- TASK STATEMENT: In the records below, tally every line containing "Admin". Report only the total.
____
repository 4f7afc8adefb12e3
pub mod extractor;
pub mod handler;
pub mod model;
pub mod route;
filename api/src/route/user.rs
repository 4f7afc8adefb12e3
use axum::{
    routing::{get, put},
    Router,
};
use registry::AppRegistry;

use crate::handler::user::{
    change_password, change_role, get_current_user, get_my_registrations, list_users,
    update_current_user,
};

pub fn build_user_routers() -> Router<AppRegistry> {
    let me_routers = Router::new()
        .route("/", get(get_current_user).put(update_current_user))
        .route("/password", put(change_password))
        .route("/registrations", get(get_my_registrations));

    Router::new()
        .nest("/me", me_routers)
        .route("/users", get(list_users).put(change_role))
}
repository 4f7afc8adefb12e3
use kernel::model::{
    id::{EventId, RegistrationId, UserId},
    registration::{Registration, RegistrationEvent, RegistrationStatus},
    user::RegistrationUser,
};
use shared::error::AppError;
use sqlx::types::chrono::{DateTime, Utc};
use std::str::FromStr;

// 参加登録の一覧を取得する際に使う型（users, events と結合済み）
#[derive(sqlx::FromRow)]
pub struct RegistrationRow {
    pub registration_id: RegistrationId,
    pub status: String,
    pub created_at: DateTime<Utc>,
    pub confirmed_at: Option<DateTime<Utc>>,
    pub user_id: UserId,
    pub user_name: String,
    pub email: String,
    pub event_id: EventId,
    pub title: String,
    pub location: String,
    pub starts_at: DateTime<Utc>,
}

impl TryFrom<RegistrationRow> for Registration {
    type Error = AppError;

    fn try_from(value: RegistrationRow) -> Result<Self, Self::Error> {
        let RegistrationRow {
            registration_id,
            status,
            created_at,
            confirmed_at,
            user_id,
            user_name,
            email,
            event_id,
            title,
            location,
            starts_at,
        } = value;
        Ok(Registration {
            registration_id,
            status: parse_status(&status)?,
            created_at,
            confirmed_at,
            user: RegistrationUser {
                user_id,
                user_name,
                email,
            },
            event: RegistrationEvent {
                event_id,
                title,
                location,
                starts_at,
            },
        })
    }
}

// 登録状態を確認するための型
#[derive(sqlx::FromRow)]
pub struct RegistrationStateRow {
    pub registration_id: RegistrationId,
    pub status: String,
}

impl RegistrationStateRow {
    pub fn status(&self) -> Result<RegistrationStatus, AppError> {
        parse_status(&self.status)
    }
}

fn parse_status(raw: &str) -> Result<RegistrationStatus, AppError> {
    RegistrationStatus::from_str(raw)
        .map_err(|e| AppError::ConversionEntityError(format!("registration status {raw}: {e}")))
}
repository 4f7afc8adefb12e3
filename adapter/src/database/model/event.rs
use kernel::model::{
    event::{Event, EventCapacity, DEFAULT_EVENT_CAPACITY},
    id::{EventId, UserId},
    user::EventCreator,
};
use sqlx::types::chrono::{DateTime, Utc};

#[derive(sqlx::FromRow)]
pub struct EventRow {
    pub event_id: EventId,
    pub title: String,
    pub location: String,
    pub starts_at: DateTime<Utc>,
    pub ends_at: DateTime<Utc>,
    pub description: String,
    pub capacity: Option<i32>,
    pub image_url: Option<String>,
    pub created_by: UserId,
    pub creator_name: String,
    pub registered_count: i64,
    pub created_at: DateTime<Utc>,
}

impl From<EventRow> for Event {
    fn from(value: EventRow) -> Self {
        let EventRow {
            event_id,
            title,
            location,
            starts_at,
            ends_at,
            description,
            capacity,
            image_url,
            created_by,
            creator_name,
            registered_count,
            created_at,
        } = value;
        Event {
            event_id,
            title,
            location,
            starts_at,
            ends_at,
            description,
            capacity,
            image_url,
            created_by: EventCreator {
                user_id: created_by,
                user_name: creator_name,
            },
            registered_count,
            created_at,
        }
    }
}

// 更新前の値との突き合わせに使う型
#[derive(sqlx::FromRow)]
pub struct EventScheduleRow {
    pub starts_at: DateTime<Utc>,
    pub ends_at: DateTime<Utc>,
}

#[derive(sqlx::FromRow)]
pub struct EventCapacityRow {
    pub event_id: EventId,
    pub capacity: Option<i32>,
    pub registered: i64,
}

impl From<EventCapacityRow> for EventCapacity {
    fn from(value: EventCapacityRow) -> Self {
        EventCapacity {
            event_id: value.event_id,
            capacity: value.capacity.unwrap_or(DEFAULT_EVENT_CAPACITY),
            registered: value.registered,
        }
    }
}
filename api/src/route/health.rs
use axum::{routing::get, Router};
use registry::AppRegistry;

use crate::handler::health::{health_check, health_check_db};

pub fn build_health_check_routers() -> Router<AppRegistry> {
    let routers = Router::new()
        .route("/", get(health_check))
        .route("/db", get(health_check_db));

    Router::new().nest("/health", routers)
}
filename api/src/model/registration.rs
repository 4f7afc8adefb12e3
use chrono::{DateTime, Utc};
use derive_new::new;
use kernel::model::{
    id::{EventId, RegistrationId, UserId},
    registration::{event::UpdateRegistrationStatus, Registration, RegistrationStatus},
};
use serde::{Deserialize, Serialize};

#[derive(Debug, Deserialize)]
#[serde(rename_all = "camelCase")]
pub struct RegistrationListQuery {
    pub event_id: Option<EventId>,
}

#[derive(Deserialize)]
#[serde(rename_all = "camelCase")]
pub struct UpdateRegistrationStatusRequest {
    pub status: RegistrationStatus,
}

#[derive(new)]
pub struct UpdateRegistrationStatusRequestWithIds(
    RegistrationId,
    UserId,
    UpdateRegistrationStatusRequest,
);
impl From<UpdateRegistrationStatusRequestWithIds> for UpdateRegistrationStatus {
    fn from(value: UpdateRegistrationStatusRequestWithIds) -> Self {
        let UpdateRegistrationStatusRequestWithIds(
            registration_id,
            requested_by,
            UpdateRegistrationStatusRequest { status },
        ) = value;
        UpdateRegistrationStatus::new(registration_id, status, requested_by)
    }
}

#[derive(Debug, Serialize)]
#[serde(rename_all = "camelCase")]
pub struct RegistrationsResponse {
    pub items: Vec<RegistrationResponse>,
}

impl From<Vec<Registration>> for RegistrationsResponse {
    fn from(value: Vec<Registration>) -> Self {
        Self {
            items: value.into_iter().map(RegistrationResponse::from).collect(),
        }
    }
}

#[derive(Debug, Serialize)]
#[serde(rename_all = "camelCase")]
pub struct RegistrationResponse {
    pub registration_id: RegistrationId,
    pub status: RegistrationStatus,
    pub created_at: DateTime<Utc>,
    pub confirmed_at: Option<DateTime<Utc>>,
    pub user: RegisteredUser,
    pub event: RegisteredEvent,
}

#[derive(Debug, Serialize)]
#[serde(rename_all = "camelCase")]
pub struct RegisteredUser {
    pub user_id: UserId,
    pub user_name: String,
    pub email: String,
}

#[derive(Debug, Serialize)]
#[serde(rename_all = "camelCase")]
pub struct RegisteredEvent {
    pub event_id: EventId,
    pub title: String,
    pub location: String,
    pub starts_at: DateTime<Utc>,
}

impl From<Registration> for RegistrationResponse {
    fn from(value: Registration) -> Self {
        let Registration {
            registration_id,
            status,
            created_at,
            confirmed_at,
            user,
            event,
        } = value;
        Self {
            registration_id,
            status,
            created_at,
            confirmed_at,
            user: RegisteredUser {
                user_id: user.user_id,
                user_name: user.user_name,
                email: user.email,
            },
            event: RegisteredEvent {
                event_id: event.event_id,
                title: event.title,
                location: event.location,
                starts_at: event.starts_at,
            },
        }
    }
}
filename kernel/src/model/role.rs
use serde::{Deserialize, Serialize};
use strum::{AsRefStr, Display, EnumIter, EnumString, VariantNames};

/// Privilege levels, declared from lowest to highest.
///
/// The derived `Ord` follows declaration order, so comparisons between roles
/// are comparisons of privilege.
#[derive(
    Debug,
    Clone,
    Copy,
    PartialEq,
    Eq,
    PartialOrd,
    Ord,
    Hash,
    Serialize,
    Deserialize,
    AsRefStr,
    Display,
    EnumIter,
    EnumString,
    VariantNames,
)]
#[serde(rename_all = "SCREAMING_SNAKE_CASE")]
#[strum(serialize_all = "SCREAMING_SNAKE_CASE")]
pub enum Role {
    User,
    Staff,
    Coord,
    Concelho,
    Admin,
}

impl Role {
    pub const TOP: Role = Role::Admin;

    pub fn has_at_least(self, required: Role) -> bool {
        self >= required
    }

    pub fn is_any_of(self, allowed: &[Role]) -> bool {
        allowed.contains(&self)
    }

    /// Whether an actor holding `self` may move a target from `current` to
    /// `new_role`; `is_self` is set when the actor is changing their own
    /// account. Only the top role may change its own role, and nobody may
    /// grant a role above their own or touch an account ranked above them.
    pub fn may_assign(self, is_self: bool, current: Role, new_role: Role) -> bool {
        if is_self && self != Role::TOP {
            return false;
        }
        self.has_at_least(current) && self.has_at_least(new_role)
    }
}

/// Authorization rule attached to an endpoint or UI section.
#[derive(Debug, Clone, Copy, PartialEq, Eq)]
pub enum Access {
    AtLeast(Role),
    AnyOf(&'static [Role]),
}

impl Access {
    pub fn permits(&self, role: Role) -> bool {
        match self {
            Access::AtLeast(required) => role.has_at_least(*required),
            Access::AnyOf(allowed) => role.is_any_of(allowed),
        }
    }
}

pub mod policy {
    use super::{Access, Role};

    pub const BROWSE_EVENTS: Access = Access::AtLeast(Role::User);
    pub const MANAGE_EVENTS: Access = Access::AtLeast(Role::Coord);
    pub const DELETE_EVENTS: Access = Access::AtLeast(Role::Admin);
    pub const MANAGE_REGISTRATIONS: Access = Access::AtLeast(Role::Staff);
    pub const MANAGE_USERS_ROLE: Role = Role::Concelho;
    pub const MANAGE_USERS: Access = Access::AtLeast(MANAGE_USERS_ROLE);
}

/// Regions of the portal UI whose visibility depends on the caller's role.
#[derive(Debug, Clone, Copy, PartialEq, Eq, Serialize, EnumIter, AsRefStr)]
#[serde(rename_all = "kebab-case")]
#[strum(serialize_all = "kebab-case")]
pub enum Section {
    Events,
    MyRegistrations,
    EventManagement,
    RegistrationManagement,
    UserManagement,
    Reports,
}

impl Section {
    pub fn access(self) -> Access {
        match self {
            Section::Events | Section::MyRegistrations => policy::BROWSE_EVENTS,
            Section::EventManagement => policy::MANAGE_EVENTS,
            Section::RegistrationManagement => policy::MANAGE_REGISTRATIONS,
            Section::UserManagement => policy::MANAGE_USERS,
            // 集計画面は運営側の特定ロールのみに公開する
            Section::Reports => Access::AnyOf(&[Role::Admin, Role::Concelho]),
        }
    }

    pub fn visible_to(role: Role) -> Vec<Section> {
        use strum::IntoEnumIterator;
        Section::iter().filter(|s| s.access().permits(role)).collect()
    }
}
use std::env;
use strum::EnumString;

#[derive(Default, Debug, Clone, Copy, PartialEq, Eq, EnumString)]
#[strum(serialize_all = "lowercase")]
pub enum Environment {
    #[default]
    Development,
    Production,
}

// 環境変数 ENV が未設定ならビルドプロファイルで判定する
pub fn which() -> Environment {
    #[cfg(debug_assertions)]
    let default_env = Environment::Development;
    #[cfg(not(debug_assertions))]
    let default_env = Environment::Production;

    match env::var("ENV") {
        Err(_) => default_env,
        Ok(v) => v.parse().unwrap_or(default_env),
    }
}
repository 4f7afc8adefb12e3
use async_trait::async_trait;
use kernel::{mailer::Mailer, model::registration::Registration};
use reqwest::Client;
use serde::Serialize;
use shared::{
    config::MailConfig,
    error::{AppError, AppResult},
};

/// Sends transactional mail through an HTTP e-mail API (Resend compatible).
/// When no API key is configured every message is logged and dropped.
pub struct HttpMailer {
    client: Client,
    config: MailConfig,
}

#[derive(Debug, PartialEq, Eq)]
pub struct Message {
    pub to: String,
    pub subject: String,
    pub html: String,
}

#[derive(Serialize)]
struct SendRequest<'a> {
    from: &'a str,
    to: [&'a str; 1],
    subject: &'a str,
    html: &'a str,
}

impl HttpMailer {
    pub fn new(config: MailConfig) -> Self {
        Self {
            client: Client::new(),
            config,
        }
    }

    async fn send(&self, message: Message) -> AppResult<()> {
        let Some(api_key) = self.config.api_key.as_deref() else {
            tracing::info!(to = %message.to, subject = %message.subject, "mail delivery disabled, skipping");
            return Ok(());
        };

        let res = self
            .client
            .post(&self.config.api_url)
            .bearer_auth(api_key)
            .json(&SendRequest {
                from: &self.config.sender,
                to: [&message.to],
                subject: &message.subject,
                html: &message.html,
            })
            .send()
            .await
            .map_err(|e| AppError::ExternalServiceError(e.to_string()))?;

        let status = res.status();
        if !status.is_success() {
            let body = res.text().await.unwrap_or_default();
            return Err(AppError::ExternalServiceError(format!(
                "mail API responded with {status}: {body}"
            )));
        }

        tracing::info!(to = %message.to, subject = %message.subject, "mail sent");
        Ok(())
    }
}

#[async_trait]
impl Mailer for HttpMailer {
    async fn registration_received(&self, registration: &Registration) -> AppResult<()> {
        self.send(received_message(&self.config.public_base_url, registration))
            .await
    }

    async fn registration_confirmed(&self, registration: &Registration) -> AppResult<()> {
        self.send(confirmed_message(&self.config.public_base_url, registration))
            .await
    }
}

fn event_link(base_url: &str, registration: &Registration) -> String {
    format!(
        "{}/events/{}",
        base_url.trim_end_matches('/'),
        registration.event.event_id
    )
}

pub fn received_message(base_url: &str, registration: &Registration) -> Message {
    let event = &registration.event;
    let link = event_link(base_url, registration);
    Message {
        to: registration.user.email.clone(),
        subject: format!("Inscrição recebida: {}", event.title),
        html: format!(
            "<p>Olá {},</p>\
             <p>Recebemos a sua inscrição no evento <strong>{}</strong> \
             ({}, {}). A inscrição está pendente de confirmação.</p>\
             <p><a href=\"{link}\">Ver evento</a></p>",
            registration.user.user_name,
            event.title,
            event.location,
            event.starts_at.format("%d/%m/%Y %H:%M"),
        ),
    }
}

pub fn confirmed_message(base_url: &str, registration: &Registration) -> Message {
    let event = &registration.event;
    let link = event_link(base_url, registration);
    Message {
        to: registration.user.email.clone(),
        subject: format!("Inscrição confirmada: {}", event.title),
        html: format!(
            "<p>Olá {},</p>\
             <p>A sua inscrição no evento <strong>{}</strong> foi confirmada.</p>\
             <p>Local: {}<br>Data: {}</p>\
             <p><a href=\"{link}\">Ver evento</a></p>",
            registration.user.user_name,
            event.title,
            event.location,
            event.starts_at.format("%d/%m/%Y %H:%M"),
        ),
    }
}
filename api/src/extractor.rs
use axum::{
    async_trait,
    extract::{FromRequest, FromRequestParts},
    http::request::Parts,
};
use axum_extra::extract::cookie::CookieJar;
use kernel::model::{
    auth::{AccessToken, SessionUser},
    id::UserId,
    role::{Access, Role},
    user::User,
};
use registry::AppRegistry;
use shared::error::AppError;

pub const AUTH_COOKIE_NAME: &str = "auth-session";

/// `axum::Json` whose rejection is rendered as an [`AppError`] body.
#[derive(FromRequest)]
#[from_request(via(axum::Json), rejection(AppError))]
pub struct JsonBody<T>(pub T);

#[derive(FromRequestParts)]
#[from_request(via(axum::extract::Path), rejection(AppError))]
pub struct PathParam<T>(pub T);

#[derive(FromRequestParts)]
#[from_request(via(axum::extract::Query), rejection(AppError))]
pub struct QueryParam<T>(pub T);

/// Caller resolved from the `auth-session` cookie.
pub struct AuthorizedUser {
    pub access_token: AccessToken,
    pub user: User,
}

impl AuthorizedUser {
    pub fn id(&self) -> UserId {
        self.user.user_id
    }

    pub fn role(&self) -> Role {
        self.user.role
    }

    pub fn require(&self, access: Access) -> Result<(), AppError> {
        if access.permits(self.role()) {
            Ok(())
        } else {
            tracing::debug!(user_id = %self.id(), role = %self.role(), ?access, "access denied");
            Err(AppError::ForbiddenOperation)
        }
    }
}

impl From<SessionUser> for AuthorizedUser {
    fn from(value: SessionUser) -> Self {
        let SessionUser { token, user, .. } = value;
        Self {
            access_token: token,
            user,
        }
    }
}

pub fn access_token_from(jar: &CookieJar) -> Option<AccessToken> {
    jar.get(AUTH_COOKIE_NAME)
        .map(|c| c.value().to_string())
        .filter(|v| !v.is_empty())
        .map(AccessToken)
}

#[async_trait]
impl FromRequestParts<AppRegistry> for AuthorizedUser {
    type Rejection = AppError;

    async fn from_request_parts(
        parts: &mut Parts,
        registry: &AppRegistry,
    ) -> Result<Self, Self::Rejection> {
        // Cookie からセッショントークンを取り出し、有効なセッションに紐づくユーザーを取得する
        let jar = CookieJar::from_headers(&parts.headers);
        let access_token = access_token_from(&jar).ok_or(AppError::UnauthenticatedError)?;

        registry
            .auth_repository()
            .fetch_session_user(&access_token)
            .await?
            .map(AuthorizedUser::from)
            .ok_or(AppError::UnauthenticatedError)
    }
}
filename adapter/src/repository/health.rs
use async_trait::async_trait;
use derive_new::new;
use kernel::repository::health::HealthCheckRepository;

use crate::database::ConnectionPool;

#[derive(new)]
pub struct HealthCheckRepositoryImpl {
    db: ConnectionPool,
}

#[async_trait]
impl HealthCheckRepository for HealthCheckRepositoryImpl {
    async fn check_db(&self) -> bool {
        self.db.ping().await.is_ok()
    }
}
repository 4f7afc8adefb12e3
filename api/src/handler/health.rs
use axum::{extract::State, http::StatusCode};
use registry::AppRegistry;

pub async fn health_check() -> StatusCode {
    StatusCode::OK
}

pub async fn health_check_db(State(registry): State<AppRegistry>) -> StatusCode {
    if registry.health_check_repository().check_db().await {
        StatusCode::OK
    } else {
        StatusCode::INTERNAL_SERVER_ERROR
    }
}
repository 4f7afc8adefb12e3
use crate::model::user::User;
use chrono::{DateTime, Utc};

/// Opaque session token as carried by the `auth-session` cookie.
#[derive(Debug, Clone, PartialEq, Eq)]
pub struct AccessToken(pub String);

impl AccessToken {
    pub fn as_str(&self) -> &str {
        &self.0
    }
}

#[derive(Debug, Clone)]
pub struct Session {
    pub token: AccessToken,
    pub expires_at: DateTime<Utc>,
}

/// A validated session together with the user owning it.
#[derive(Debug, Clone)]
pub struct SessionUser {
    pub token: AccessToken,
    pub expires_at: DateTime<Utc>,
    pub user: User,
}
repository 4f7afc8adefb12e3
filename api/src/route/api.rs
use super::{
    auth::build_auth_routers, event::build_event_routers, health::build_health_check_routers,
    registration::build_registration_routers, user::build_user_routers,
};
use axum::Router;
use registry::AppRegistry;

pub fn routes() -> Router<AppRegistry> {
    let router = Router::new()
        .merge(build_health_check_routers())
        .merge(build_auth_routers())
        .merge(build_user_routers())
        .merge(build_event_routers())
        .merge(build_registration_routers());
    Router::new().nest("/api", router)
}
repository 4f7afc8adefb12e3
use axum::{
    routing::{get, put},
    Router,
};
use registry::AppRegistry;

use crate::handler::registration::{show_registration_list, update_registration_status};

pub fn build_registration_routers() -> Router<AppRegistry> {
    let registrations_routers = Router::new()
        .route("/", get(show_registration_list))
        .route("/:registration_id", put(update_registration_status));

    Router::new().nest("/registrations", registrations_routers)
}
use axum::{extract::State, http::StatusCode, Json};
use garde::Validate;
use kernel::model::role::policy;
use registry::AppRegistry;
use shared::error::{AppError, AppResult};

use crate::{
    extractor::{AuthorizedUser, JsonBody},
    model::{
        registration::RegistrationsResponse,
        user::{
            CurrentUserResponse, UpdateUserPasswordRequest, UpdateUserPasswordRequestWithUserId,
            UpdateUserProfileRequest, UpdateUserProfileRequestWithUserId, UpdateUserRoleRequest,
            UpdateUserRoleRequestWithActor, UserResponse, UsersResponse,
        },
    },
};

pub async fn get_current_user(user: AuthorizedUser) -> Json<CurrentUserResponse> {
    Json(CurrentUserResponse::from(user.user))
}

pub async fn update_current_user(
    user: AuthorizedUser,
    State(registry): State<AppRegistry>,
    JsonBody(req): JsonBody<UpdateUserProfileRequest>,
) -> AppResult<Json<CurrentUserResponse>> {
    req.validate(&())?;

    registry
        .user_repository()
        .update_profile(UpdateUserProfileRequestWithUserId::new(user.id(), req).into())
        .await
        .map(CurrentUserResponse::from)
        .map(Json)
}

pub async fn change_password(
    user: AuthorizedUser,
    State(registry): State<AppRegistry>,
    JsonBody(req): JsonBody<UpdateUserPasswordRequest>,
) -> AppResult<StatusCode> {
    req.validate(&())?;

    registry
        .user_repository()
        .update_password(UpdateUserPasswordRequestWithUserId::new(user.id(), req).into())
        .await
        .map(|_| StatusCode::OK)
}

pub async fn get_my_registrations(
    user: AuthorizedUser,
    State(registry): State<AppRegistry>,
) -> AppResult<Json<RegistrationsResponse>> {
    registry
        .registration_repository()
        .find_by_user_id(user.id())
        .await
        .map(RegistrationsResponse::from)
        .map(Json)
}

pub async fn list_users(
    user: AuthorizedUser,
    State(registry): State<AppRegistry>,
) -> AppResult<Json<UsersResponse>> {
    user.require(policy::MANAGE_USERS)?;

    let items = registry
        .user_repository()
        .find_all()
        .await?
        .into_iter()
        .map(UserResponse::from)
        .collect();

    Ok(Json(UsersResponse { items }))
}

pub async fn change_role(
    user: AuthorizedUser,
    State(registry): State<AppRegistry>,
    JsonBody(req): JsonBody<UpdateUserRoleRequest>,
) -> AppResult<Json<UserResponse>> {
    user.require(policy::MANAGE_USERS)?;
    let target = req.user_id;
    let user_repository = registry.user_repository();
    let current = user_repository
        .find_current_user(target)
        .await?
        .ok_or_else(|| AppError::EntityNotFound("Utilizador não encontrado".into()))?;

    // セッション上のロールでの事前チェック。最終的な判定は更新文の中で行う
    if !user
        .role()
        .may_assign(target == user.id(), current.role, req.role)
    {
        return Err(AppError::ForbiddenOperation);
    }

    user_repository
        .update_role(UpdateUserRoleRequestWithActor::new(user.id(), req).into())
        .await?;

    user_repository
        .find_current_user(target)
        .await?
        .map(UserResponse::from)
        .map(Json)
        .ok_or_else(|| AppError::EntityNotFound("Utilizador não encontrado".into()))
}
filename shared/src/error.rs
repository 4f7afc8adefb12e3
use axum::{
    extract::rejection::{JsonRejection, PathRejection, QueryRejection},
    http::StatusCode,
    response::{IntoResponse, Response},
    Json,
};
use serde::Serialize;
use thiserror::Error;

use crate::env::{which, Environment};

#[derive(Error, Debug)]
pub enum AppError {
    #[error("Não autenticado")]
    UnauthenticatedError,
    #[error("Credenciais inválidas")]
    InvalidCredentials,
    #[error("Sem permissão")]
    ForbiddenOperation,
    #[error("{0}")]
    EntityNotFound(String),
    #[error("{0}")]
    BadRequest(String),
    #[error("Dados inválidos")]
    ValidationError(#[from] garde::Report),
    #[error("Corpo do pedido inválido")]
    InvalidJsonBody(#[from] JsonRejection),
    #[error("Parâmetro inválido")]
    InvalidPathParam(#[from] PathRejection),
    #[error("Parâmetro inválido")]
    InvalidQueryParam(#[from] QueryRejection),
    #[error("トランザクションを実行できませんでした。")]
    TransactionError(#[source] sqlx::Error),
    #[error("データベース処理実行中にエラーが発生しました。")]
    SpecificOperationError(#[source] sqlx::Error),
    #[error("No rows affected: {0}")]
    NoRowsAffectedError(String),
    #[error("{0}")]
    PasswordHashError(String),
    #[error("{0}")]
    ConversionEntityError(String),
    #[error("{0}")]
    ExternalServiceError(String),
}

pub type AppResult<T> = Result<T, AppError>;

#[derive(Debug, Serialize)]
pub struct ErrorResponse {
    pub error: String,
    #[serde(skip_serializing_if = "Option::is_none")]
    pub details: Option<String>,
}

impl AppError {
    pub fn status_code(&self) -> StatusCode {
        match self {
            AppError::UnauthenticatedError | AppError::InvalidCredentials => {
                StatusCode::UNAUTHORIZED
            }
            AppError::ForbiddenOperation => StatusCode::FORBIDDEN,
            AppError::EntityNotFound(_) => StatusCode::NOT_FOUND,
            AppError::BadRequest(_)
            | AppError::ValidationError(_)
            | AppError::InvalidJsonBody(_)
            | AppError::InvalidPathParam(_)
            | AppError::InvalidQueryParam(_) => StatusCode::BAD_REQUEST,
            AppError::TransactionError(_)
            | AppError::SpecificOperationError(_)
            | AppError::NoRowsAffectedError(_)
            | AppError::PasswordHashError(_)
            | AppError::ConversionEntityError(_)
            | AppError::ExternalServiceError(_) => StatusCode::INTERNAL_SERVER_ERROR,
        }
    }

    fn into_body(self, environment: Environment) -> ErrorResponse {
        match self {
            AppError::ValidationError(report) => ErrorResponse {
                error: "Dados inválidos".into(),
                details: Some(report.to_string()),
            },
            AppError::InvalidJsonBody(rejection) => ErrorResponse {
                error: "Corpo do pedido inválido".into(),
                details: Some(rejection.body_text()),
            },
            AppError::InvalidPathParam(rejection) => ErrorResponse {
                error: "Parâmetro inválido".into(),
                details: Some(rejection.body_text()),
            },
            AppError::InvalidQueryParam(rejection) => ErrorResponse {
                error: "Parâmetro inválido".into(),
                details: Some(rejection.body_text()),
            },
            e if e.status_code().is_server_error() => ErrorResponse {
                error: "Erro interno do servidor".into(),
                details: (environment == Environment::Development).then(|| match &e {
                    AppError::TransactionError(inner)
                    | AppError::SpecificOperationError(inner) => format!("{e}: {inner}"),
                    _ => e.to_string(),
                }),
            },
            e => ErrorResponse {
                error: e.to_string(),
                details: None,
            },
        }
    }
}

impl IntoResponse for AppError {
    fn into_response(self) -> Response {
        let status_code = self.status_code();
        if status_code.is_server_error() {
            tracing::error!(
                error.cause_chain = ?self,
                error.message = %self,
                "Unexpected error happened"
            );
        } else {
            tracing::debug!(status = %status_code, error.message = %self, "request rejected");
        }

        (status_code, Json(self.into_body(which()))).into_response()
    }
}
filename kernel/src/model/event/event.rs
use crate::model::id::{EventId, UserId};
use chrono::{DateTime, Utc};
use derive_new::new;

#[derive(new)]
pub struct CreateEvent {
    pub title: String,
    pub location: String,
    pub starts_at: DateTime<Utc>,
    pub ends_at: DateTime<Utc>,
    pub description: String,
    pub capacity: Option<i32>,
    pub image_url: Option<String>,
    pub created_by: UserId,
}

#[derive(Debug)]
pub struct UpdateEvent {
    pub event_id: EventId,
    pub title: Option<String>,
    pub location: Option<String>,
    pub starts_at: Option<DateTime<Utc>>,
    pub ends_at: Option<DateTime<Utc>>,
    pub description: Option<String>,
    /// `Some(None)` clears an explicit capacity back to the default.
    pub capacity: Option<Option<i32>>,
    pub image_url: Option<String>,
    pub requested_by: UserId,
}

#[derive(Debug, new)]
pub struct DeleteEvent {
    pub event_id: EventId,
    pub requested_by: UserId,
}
____
- SOLUTION TO THE PROBLEM: 4